- [Data to process]

════

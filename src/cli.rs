use clap::{Parser, Subcommand};
use std::path::PathBuf;

#[derive(Subcommand, Debug, Clone)]
pub(crate) enum ProjectCmd {
    /// List all configured projects
    #[command(alias = "ls")]
    List,

    /// Add a new project
    Add {
        /// Project name
        name: String,
        /// Project root directory
        #[arg(long, default_value = ".")]
        path: String,
        /// Default run command
        #[arg(long, default_value = "")]
        command: String,
    },

    /// Remove a project
    #[command(alias = "rm")]
    Remove {
        /// Project name
        name: String,
    },
}

#[derive(Subcommand, Debug, Clone)]
pub(crate) enum EnvCmd {
    /// List environments for a project
    #[command(alias = "ls")]
    List {
        /// Project name
        project: String,
    },

    /// Add an environment to a project
    Add {
        project: String,
        env: String,
        /// Env files, relative to the project root or absolute (comma-separated or repeated)
        #[arg(long = "files", short = 'f', value_delimiter = ',')]
        files: Vec<String>,
        /// Overrides as KEY=VALUE (comma-separated or repeated)
        #[arg(long = "override", short = 'o', value_delimiter = ',')]
        overrides: Vec<String>,
    },

    /// Remove an environment from a project
    #[command(alias = "rm")]
    Remove { project: String, env: String },

    /// Print environment variables for a project/env
    #[command(
        override_usage = "menv env get [PROJECT] <ENV> [KEY]...",
        after_long_help = "If the first argument is not a project name, the project is detected from the current directory.\n\nExamples:\n  menv env get my-app dev\n  menv env get dev\n  menv env get dev DB_HOST API_KEY\n  eval \"$(menv env get dev --export)\"\n"
    )]
    Get {
        /// [PROJECT] ENV [KEY]...
        #[arg(value_name = "ARGS", required = true, num_args = 1..)]
        args: Vec<String>,
        /// Output in export format (for eval)
        #[arg(long, short = 'x')]
        export: bool,
    },
}

#[derive(Subcommand, Debug, Clone)]
pub(crate) enum Command {
    /// Create a config file with a sample project
    Init,

    /// Manage projects
    #[command(alias = "p")]
    Project {
        #[command(subcommand)]
        cmd: ProjectCmd,
    },

    /// Manage environments for a project
    #[command(alias = "e")]
    Env {
        #[command(subcommand)]
        cmd: EnvCmd,
    },

    /// Run a command with environment variables loaded
    #[command(
        override_usage = "menv run [PROJECT] <ENV> [-- <COMMAND>...]",
        after_long_help = "Without a command after --, the project's default command is used.\nWith a single positional argument, the project is detected from the current directory.\n\nExamples:\n  menv run my-app dev\n  menv run dev\n  menv run my-app dev -- npm run build\n  menv run dev -- npm run build\n"
    )]
    Run {
        /// [PROJECT] ENV
        #[arg(value_name = "TARGET", required = true, num_args = 1..=2)]
        targets: Vec<String>,
        /// Print what would run, but do not execute
        #[arg(long)]
        dry_run: bool,
        /// Execute the command directly instead of through sh -c / cmd /C
        #[arg(long)]
        no_shell: bool,
        /// Command and arguments (after --)
        #[arg(last = true, value_name = "COMMAND")]
        command: Vec<String>,
    },
}

#[derive(Parser, Debug)]
#[command(
    name = "menv",
    version,
    about = "menv - manage project environments from the terminal",
    long_about = "Configure projects, define environments with .env files and overrides,\nthen run your commands with the correct env vars populated.",
    after_long_help = "Examples:\n  menv project add my-app --path ./my-app --command \"npm start\"\n  menv env add my-app dev --files .env.dev\n  menv run my-app dev -- npm start\n"
)]
pub(crate) struct Cli {
    /// Config file (default: $MENV_CONFIG or ~/.menv.yaml)
    #[arg(long, global = true)]
    pub(crate) config: Option<PathBuf>,

    /// Colorize output: auto|always|never
    #[arg(long = "color", value_enum, global = true)]
    pub(crate) color: Option<menv::ColorMode>,

    /// Print debug diagnostics to stderr (MENV_LOG takes precedence)
    #[arg(long, short = 'v', global = true)]
    pub(crate) verbose: bool,

    #[command(subcommand)]
    pub(crate) command: Command,
}

#[cfg(test)]
mod tests {
    use super::*;

    #[test]
    fn test_cli_definition_is_valid() {
        use clap::CommandFactory;
        Cli::command().debug_assert();
    }

    #[test]
    fn test_run_splits_targets_and_command() {
        let cli = Cli::try_parse_from(["menv", "run", "demo", "dev", "--", "echo", "a b"]).unwrap();
        match cli.command {
            Command::Run {
                targets, command, ..
            } => {
                assert_eq!(targets, vec!["demo", "dev"]);
                assert_eq!(command, vec!["echo", "a b"]);
            }
            other => panic!("unexpected command: {other:?}"),
        }
    }

    #[test]
    fn test_env_add_delimited_lists() {
        let cli = Cli::try_parse_from([
            "menv", "e", "add", "app", "dev", "-f", ".env,.env.dev", "-o", "A=1", "-o", "B=2",
        ])
        .unwrap();
        match cli.command {
            Command::Env {
                cmd: EnvCmd::Add {
                    files, overrides, ..
                },
            } => {
                assert_eq!(files, vec![".env", ".env.dev"]);
                assert_eq!(overrides, vec!["A=1", "B=2"]);
            }
            other => panic!("unexpected command: {other:?}"),
        }
    }
}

════

- [Exercise]
Look above for the line with "List environments for a project" and the line with "run [PROJECT] <ENV>". Retype those two lines and every line between them exactly, adding nothing.

- [Exercise answer]
    /// List environments for a project
    #[command(alias = "ls")]
    List {
        /// Project name
        project: String,
    },

    /// Add an environment to a project
    Add {
        project: String,
        env: String,
        /// Env files, relative to the project root or absolute (comma-separated or repeated)
        #[arg(long = "files", short = 'f', value_delimiter = ',')]
        files: Vec<String>,
        /// Overrides as KEY=VALUE (comma-separated or repeated)
        #[arg(long = "override", short = 'o', value_delimiter = ',')]
        overrides: Vec<String>,
    },

    /// Remove an environment from a project
    #[command(alias = "rm")]
    Remove { project: String, env: String },

    /// Print environment variables for a project/env
    #[command(
        override_usage = "menv env get [PROJECT] <ENV> [KEY]...",
        after_long_help = "If the first argument is not a project name, the project is detected from the current directory.\n\nExamples:\n  menv env get my-app dev\n  menv env get dev\n  menv env get dev DB_HOST API_KEY\n  eval \"$(menv env get dev --export)\"\n"
    )]
    Get {
        /// [PROJECT] ENV [KEY]...
        #[arg(value_name = "ARGS", required = true, num_args = 1..)]
        args: Vec<String>,
        /// Output in export format (for eval)
        #[arg(long, short = 'x')]
        export: bool,
    },
}

#[derive(Subcommand, Debug, Clone)]
pub(crate) enum Command {
    /// Create a config file with a sample project
    Init,

    /// Manage projects
    #[command(alias = "p")]
    Project {
        #[command(subcommand)]
        cmd: ProjectCmd,
    },

    /// Manage environments for a project
    #[command(alias = "e")]
    Env {
        #[command(subcommand)]
        cmd: EnvCmd,
    },

    /// Run a command with environment variables loaded
    #[command(
        override_usage = "menv run [PROJECT] <ENV> [-- <COMMAND>...]",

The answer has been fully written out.